= 2001 World Archery Championships – Men's team compound =

The men's team compound competition at the 2001 World Archery Championships took place in September 2001 in Beijing, China. 88 archers took part in the men's compound qualification round with no more than 4 from each country, and the 16 teams of 3 archers with the highest cumulative totals (out of a possible 19) qualified for the 4-round knockout round, drawn according to their qualification round scores.

==Seeds==
Seedings were based on the combined total of the team members' qualification scores in the individual ranking rounds. The top 16 teams were assigned places in the draw depending on their overall ranking.

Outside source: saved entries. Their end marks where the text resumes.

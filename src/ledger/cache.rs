//! Memoized `(account, period) -> balance` lookups.
//!
//! Posting an entry must call [`BalanceCache::invalidate_for_entry`] before the
//! post is reported as complete; it drops exactly the keys whose account the
//! entry touches and whose window contains the entry's date.
//!
//! Readers capture [`BalanceCache::generation`] before reading from the store
//! and hand it back to [`BalanceCache::insert_if_unchanged`]. A value computed
//! from a snapshot that raced with a post is returned to its caller but never
//! cached.

use bigdecimal::BigDecimal;
use dashmap::DashMap;
use std::collections::HashSet;
use std::sync::atomic::{AtomicU64, Ordering};

use crate::types::{JournalEntry, Period};

/// Default number of `(account, period)` keys kept before the cache is flushed
pub const DEFAULT_CACHE_CAPACITY: usize = 4096;

/// Thread-safe balance cache
#[derive(Debug)]
pub struct BalanceCache {
    balances: DashMap<(String, Period), BigDecimal>,
    generation: AtomicU64,
    capacity: usize,
}

impl Default for BalanceCache {
    fn default() -> Self {
        Self::with_capacity(DEFAULT_CACHE_CAPACITY)
    }
}

impl BalanceCache {
    pub fn new() -> Self {
        Self::default()
    }

    /// Cache holding at most `capacity` keys; zero disables caching
    pub fn with_capacity(capacity: usize) -> Self {
        Self {
            balances: DashMap::new(),
            generation: AtomicU64::new(0),
            capacity,
        }
    }

    /// Cached balance, if present
    pub fn get(&self, account_id: &str, period: Period) -> Option<BigDecimal> {
        self.balances
            .get(&(account_id.to_string(), period))
            .map(|hit| hit.value().clone())
    }

    /// Counter bumped by every invalidation
    pub fn generation(&self) -> u64 {
        self.generation.load(Ordering::SeqCst)
    }

    /// Remember `balance` unless an invalidation happened since `generation`
    /// was read. Returns whether the value was stored.
    pub fn insert_if_unchanged(
        &self,
        account_id: &str,
        period: Period,
        balance: BigDecimal,
        generation: u64,
    ) -> bool {
        if self.capacity == 0 {
            return false;
        }
        if self.balances.len() >= self.capacity {
            self.balances.clear();
            tracing::debug!(capacity = self.capacity, "balance cache full, flushed");
        }

        // The shard stays locked until the insert, so an invalidation that
        // bumps the generation after this check still removes the key.
        let slot = self.balances.entry((account_id.to_string(), period));
        if self.generation.load(Ordering::SeqCst) != generation {
            return false;
        }
        slot.insert(balance);
        true
    }

    /// Return the cached balance or compute and remember it
    pub fn get_or_compute<F>(&self, account_id: &str, period: Period, compute: F) -> BigDecimal
    where
        F: FnOnce() -> BigDecimal,
    {
        if let Some(hit) = self.get(account_id, period) {
            return hit;
        }
        let generation = self.generation();
        let balance = compute();
        self.insert_if_unchanged(account_id, period, balance.clone(), generation);
        balance
    }

    /// Drop every cached balance the entry could have changed
    pub fn invalidate_for_entry(&self, entry: &JournalEntry) {
        self.generation.fetch_add(1, Ordering::SeqCst);
        let touched: HashSet<&str> = entry.lines.iter().map(|l| l.account_id.as_str()).collect();
        let before = self.balances.len();
        self.balances.retain(|(account_id, period), _| {
            !(touched.contains(account_id.as_str()) && period.contains(entry.date))
        });
        tracing::debug!(
            entry_id = %entry.id,
            dropped = before.saturating_sub(self.balances.len()),
            "balance cache invalidated"
        );
    }

    /// Drop everything
    pub fn clear(&self) {
        self.generation.fetch_add(1, Ordering::SeqCst);
        self.balances.clear();
    }

    pub fn capacity(&self) -> usize {
        self.capacity
    }

    pub fn len(&self) -> usize {
        self.balances.len()
    }

    pub fn is_empty(&self) -> bool {
        self.balances.is_empty()
    }
}
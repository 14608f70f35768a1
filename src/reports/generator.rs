//! Statement generation.
//!
//! Each generator re-derives every figure from leaf account balances on every
//! call. The generator only borrows its snapshot, so one instance can serve
//! any number of threads at once.

use bigdecimal::BigDecimal;

use super::types::*;
use crate::ledger::account::AccountCatalog;
use crate::ledger::balance::{AccountSelector, BalanceCalculator};
use crate::types::*;

use crate::types::AccountCategory::*;

const CURRENT_ASSETS: &[AccountCategory] = &[Cash, AccountsReceivable, Inventory, OtherCurrentAsset];
const FIXED_ASSETS: &[AccountCategory] = &[FixedAsset, AccumulatedDepreciation];
const CURRENT_LIABILITIES: &[AccountCategory] = &[AccountsPayable, CurrentLiability];
const EQUITY: &[AccountCategory] = &[Capital, RetainedEarnings, Drawings];
const OPERATING_EXPENSES: &[AccountCategory] = &[OperatingExpense, Depreciation];

/// Builds statements from a `(catalog, entries)` snapshot
#[derive(Debug, Clone, Copy)]
pub struct StatementGenerator<'a> {
    catalog: &'a AccountCatalog,
    entries: &'a [JournalEntry],
    calculator: BalanceCalculator<'a>,
}
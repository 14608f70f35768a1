//! Financial statements: balance sheet, income statement, cash flow and trial balance

pub mod generator;
pub mod types;

pub use generator::*;
pub use types::*;
//! Bank reconciliation.
//!
//! Matches the posted lines of one ledger account against an external bank
//! statement and reports what is missing from either side.

pub mod engine;
pub mod types;

pub use engine::*;
pub use types::*;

1. DEN Henning Kornbek / Tom Henriksen / Per Knudsen (quarterfinal)
2. GER Robert Hesse / Stefan Griem / Rainer Voss (2nd place)
3. FRA Stephane Sauvignon / Eric Verrier / Christophe Pichenot (quarterfinal)
4. GBR Chris White / Michael Peart / Jonathan Mynott (3rd place)
5. SWE Morgan Lundin / Anders Gronberg / Björn Andersson (quarterfinal)
6. AUS Clint Freeman / Adam Richards / Marcus Stephens (4th place)
7. ITA Mario Ruele / Antonio Tosco / Michele Palumbo (quarterfinal)
8. ESP Antonio Gonzalez / Jose Ignacio Catalan / Luis Miguel de la Torre (1st round)
9. NOR Morten Bøe / Sigmund Johansen / Kolbjoern Flaa (champions)
10. ESA Jorge Jiménez / Renato Lara / Ernesto Diaz-Bazan (1st round)
11. CAN Ed Wilson / Richard Demers / Phil Prowse (1st round)
12. MEX Alberto Balcazar Oceguera / Alberto Balcazar Campuzano / Julian Villareal (1st round)
13. SUI David Lopez / Walter Schmied / Juan Galera (1st round)
14. TUR Dincer Ekiz / Ali Saka / Koraya Afacanoglu (1st round)
15. RUS Oleg Poluboyarov / Sergey Klochkov / Badma Batoev (1st round)
16. MAS Michael Tek Kim Soo / Lee Fook Seng / Lee Wayin (1st round)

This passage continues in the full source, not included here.